Real-Time Quantitative PCR (RT-qPCR) Assays

RNA was isolated from treated and untreated HT-29 cells using TRIZOL reagent according to the manufacturer’s instructions. After the control of purity, integrity, and concentration of total RNA by gel electrophoresis and UV spectroscopy, cDNAs were obtained using SuperScriptTM II reverse transcriptase (Invitrogen, Carlsbad, CA) from 2 mg of total RNA as already described60.

qRT-PCR performed on QuantStudio5 (Applied Biosystems), using PowerUp SYBR Green Master Mix (Invitrogen). Expression of each gene was standardized using 18S RNA as reference, and relative levels were quantified calculating 2ΔΔCT, where ΔΔCT is the difference in CT (cycle number at which the amount of amplified target reaches a fixed threshold). The results are the mean of at least two independent experiments. Specific primers were used to analyze the transcription of the different genes, as p21waf1/cip1: 5′-GACACCACTGGAGGGTGACT-3′ and 5′-AGGTCCACATGGTCTTCC-3′; β-catenin gene: 5′-CCAGCGTGGACAATGGCTAC-3′ and 5′-TGAGCTCGAGAGTCATTGCATAC-3′;c-Myc 5′-CACCAGCAGCGACTCTGA3′ and 5′-GATCCAGACTCTGACCTTTTGC3′; cyclinD1:5′-CCGTCCATGCGGAAGATC-3′ and 5′-ATGGCCAGCGGGAAGAC3′; PPARγ: 5′-CGTGGCCGCAGATTTGAA-3′ and 5′-CTTCCATTACGGAGAGATCCAC3′; 18S: 5′-GGGAGCCTGAGAAACGGC-3′ and 5′-GGGTCGGGAGTGGGTAATTT-3′60.

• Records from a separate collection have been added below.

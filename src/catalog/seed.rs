//! Seed catalog data
//!
//! Six listings and four agents used by the demo/offline configuration.
//! Listings are ordered newest-first; seed timestamps are spaced a day
//! apart so the default sort is stable and meaningful.

use chrono::{Duration, Utc};

use crate::domain::{Agent, Property, PropertyStatus};

pub fn seed_properties() -> Vec<Property> {
    let now = Utc::now();
    let at = |days_ago: i64| now - Duration::days(days_ago);

    vec![
        Property {
            id: "prop1".to_string(),
            title: "Modern Downtown Apartment".to_string(),
            address: "123 Main St, San Francisco, CA".to_string(),
            price: 750_000,
            bedrooms: 2,
            bathrooms: 2.0,
            square_feet: 1200,
            image_url: "https://images.unsplash.com/photo-1512917774080-9991f1c4c750".to_string(),
            property_type: "Apartment".to_string(),
            status: PropertyStatus::Available,
            description: "Beautiful modern apartment in the heart of downtown with stunning \
                          city views. Features include hardwood floors, stainless steel \
                          appliances, and floor-to-ceiling windows."
                .to_string(),
            features: vec![
                "Central Air".to_string(),
                "In-unit Laundry".to_string(),
                "Fitness Center".to_string(),
                "Rooftop Deck".to_string(),
                "Pet Friendly".to_string(),
            ],
            agent_id: "agent1".to_string(),
            created_at: at(0),
        },
        Property {
            id: "prop2".to_string(),
            title: "Luxury Waterfront Villa".to_string(),
            address: "456 Ocean Ave, Malibu, CA".to_string(),
            price: 2_500_000,
            bedrooms: 5,
            bathrooms: 4.0,
            square_feet: 3800,
            image_url: "https://images.unsplash.com/photo-1580587771525-78b9dba3b914".to_string(),
            property_type: "Villa".to_string(),
            status: PropertyStatus::Available,
            description: "Stunning waterfront villa with panoramic ocean views. This luxurious \
                          property features a private beach, infinity pool, and gourmet kitchen."
                .to_string(),
            features: vec![
                "Ocean View".to_string(),
                "Private Pool".to_string(),
                "Home Theatre".to_string(),
                "Wine Cellar".to_string(),
                "Smart Home System".to_string(),
            ],
            agent_id: "agent2".to_string(),
            created_at: at(1),
        },
        Property {
            id: "prop3".to_string(),
            title: "Cozy Suburban Home".to_string(),
            address: "789 Maple Dr, Pasadena, CA".to_string(),
            price: 950_000,
            bedrooms: 4,
            bathrooms: 3.0,
            square_feet: 2400,
            image_url: "https://images.unsplash.com/photo-1600596542815-ffad4c1539a9".to_string(),
            property_type: "House".to_string(),
            status: PropertyStatus::Pending,
            description: "Charming family home in a quiet suburban neighborhood with a \
                          spacious backyard and updated kitchen. Perfect for families looking \
                          for great schools and community."
                .to_string(),
            features: vec![
                "Renovated Kitchen".to_string(),
                "Backyard".to_string(),
                "Garage".to_string(),
                "Fireplace".to_string(),
                "Finished Basement".to_string(),
            ],
            agent_id: "agent3".to_string(),
            created_at: at(2),
        },
        Property {
            id: "prop4".to_string(),
            title: "Urban Loft Apartment".to_string(),
            address: "101 Arts District, Los Angeles, CA".to_string(),
            price: 650_000,
            bedrooms: 1,
            bathrooms: 1.5,
            square_feet: 1050,
            image_url: "https://images.unsplash.com/photo-1493809842364-78817add7ffb".to_string(),
            property_type: "Loft".to_string(),
            status: PropertyStatus::Available,
            description: "Industrial-style loft in the vibrant Arts District featuring exposed \
                          brick, high ceilings, and large windows. Perfect for creative \
                          professionals."
                .to_string(),
            features: vec![
                "High Ceilings".to_string(),
                "Exposed Brick".to_string(),
                "Open Floor Plan".to_string(),
                "Common Roof Deck".to_string(),
                "Bike Storage".to_string(),
            ],
            agent_id: "agent1".to_string(),
            created_at: at(3),
        },
        Property {
            id: "prop5".to_string(),
            title: "Mountain View Cabin".to_string(),
            address: "555 Pine Trail, Lake Tahoe, CA".to_string(),
            price: 875_000,
            bedrooms: 3,
            bathrooms: 2.0,
            square_feet: 1800,
            image_url: "https://images.unsplash.com/photo-1518780664697-55e3ad937233".to_string(),
            property_type: "Cabin".to_string(),
            status: PropertyStatus::Available,
            description: "Rustic log cabin with stunning mountain views. Features include a \
                          stone fireplace, wraparound deck, and easy access to hiking trails \
                          and ski resorts."
                .to_string(),
            features: vec![
                "Mountain View".to_string(),
                "Wraparound Deck".to_string(),
                "Stone Fireplace".to_string(),
                "Hot Tub".to_string(),
                "Ski Storage".to_string(),
            ],
            agent_id: "agent4".to_string(),
            created_at: at(4),
        },
        Property {
            id: "prop6".to_string(),
            title: "Historic Brownstone".to_string(),
            address: "222 Heritage Row, Boston, MA".to_string(),
            price: 1_250_000,
            bedrooms: 3,
            bathrooms: 2.5,
            square_feet: 2200,
            image_url: "https://images.unsplash.com/photo-1605276374104-dee2a0ed3cd6".to_string(),
            property_type: "Townhouse".to_string(),
            status: PropertyStatus::Sold,
            description: "Classic brownstone with original architectural details. Recently \
                          renovated to blend historic charm with modern amenities in a prime \
                          location."
                .to_string(),
            features: vec![
                "Original Hardwood Floors".to_string(),
                "Crown Molding".to_string(),
                "Updated Kitchen".to_string(),
                "Garden Patio".to_string(),
                "Subway Access".to_string(),
            ],
            agent_id: "agent2".to_string(),
            created_at: at(5),
        },
    ]
}

pub fn seed_agents() -> Vec<Agent> {
    vec![
        Agent {
            id: "agent1".to_string(),
            name: "Sarah Johnson".to_string(),
            profile_image: "https://randomuser.me/api/portraits/women/44.jpg".to_string(),
            rating: 4.8,
            review_count: 124,
            years_experience: 8,
            location: "San Francisco, CA".to_string(),
            specializations: vec![
                "Luxury".to_string(),
                "Residential".to_string(),
                "Condos".to_string(),
            ],
            phone_number: "(415) 555-1234".to_string(),
            email: "sarah.johnson@propertymatch.com".to_string(),
            bio: "Sarah specializes in luxury properties throughout San Francisco. With 8 \
                  years of experience, she has helped hundreds of clients find their perfect \
                  home. Her expertise in market trends and negotiation skills ensure her \
                  clients always get the best deal."
                .to_string(),
            listings: 24,
            transactions: 150,
            languages: vec!["English".to_string(), "Spanish".to_string()],
        },
        Agent {
            id: "agent2".to_string(),
            name: "Michael Chen".to_string(),
            profile_image: "https://randomuser.me/api/portraits/men/22.jpg".to_string(),
            rating: 4.9,
            review_count: 98,
            years_experience: 12,
            location: "Los Angeles, CA".to_string(),
            specializations: vec![
                "Waterfront".to_string(),
                "Luxury".to_string(),
                "International".to_string(),
            ],
            phone_number: "(310) 555-5678".to_string(),
            email: "michael.chen@propertymatch.com".to_string(),
            bio: "Michael is an award-winning agent with over 12 years of experience in \
                  luxury and international real estate. He provides personalized service to \
                  each client and has extensive knowledge of Los Angeles' most desirable \
                  neighborhoods."
                .to_string(),
            listings: 18,
            transactions: 220,
            languages: vec![
                "English".to_string(),
                "Mandarin".to_string(),
                "Cantonese".to_string(),
            ],
        },
        Agent {
            id: "agent3".to_string(),
            name: "Jessica Rodriguez".to_string(),
            profile_image: "https://randomuser.me/api/portraits/women/29.jpg".to_string(),
            rating: 4.7,
            review_count: 87,
            years_experience: 5,
            location: "Pasadena, CA".to_string(),
            specializations: vec![
                "Residential".to_string(),
                "First-Time Buyers".to_string(),
                "Family Homes".to_string(),
            ],
            phone_number: "(626) 555-9012".to_string(),
            email: "jessica.rodriguez@propertymatch.com".to_string(),
            bio: "Jessica is passionate about helping first-time homebuyers navigate the \
                  real estate market. She takes pride in finding perfect family homes and \
                  guiding clients through every step of the buying process with patience and \
                  expertise."
                .to_string(),
            listings: 15,
            transactions: 85,
            languages: vec!["English".to_string(), "Spanish".to_string()],
        },
        Agent {
            id: "agent4".to_string(),
            name: "David Wilson".to_string(),
            profile_image: "https://randomuser.me/api/portraits/men/32.jpg".to_string(),
            rating: 4.6,
            review_count: 76,
            years_experience: 10,
            location: "Lake Tahoe, CA".to_string(),
            specializations: vec![
                "Vacation Homes".to_string(),
                "Investment Properties".to_string(),
                "Cabins".to_string(),
            ],
            phone_number: "(530) 555-3456".to_string(),
            email: "david.wilson@propertymatch.com".to_string(),
            bio: "David specializes in vacation properties and investment opportunities in \
                  the Lake Tahoe region. His deep knowledge of the local market helps \
                  investors maximize returns while finding beautiful properties in scenic \
                  locations."
                .to_string(),
            listings: 22,
            transactions: 130,
            languages: vec!["English".to_string()],
        },
    ]
}
//! API response types and pagination utilities

pub mod pagination;
pub mod response;

pub use pagination::{Paginated, PaginationParams};
pub use response::{Created, DataResponse, NoContent};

Statistical analysis of the in vitro assays

All experiments were performed in triplicate with three biological replicates. Data were expressed as means ± SD using the Student’s t test. P-values less than 0.05 were considered significant. Asterisks reported show significance degrees, set to *p ≤ 0.05, **p ≤ 0.01, ***p ≤ 0.005.

Computational chemistry

Protein and ligand preparation, docking calculations and superposition were performed using Maestro 11.0 (Schrödinger, LLC, New York, NY, 2018)61 and UCSF-Chimera 1.8.1 (http://www.cgl.ucsf.edu/chimera) software packages62 running on a E4 Computer Engineering E1080 workstation provided of a Intel Core i7-930 Quad-Core processor. All the figures within the manuscript were rendered with Pymol 2.0 (Schrödinger, LLC, New York, NY, 2018).

Protein and ligand preparation

The starting coordinates of PPARγ in complex with the partial agonist (2S)-2-(4-chlorophenoxy)-3-phenylpropanoic acid (PDB: 3CDP)43, retrieved from Brookhaven Protein Database, were employed for the docking calculations. The protein was processed with the Protein Preparation Wizard implemented in Maestro. Hydrogen atoms were added to the protein consistent with the neutral physiologic pH. The guanidine and ammonium groups of arginine and lysine side chains were considered cationic, whereas the carboxylate groups of the aspartic and glutamic residues were considered anionic. The H-bonding network was optimized adjusting the protonation and flip states of the imidazole rings of the histidine residues together with the side chain amides of glutamine and asparagine residues. Then, the protein hydrogens atoms were energy-minimized with the Impref module, using the OPLS_2005 force field. The core structure of compound (S)-3 was built by using the Molecular Builder module in Maestro. The ligand was then preprocessed with LigPrep 3.3 (Schrödinger, LLC, New York, NY, 2018) and optimized by Macromodel 10.7 (Schrödinger, LLC, New York, NY, 2018), using the MMFFs force field with the steepest descent (1000 steps) followed by truncated Newton conjugate gradient (500 steps) methods. Partial atomic charges were assigned with the OPLS-AA force field.

Docking simulations

Docking of (S)-3 was performed with the Schrödinger Glide algorithm44,45. A docking grid was generated, enclosing a box centered on the native ligand with a dimension of 12 × 12 × 12 Å. A scaling factor of 0.8 was set for van der Waals radii of receptor atoms. Ligand sampling was allowed to be flexible. Default docking parameters were used, and no constraints were included. At most ten docking ligand poses were retained per run and ranked using the GlideScore function44,45. Binding poses were selected on the basis of the scoring, the similarity to the cocrystallized ligand binding mode and the consistency of protein-ligand interactions with the experimental data.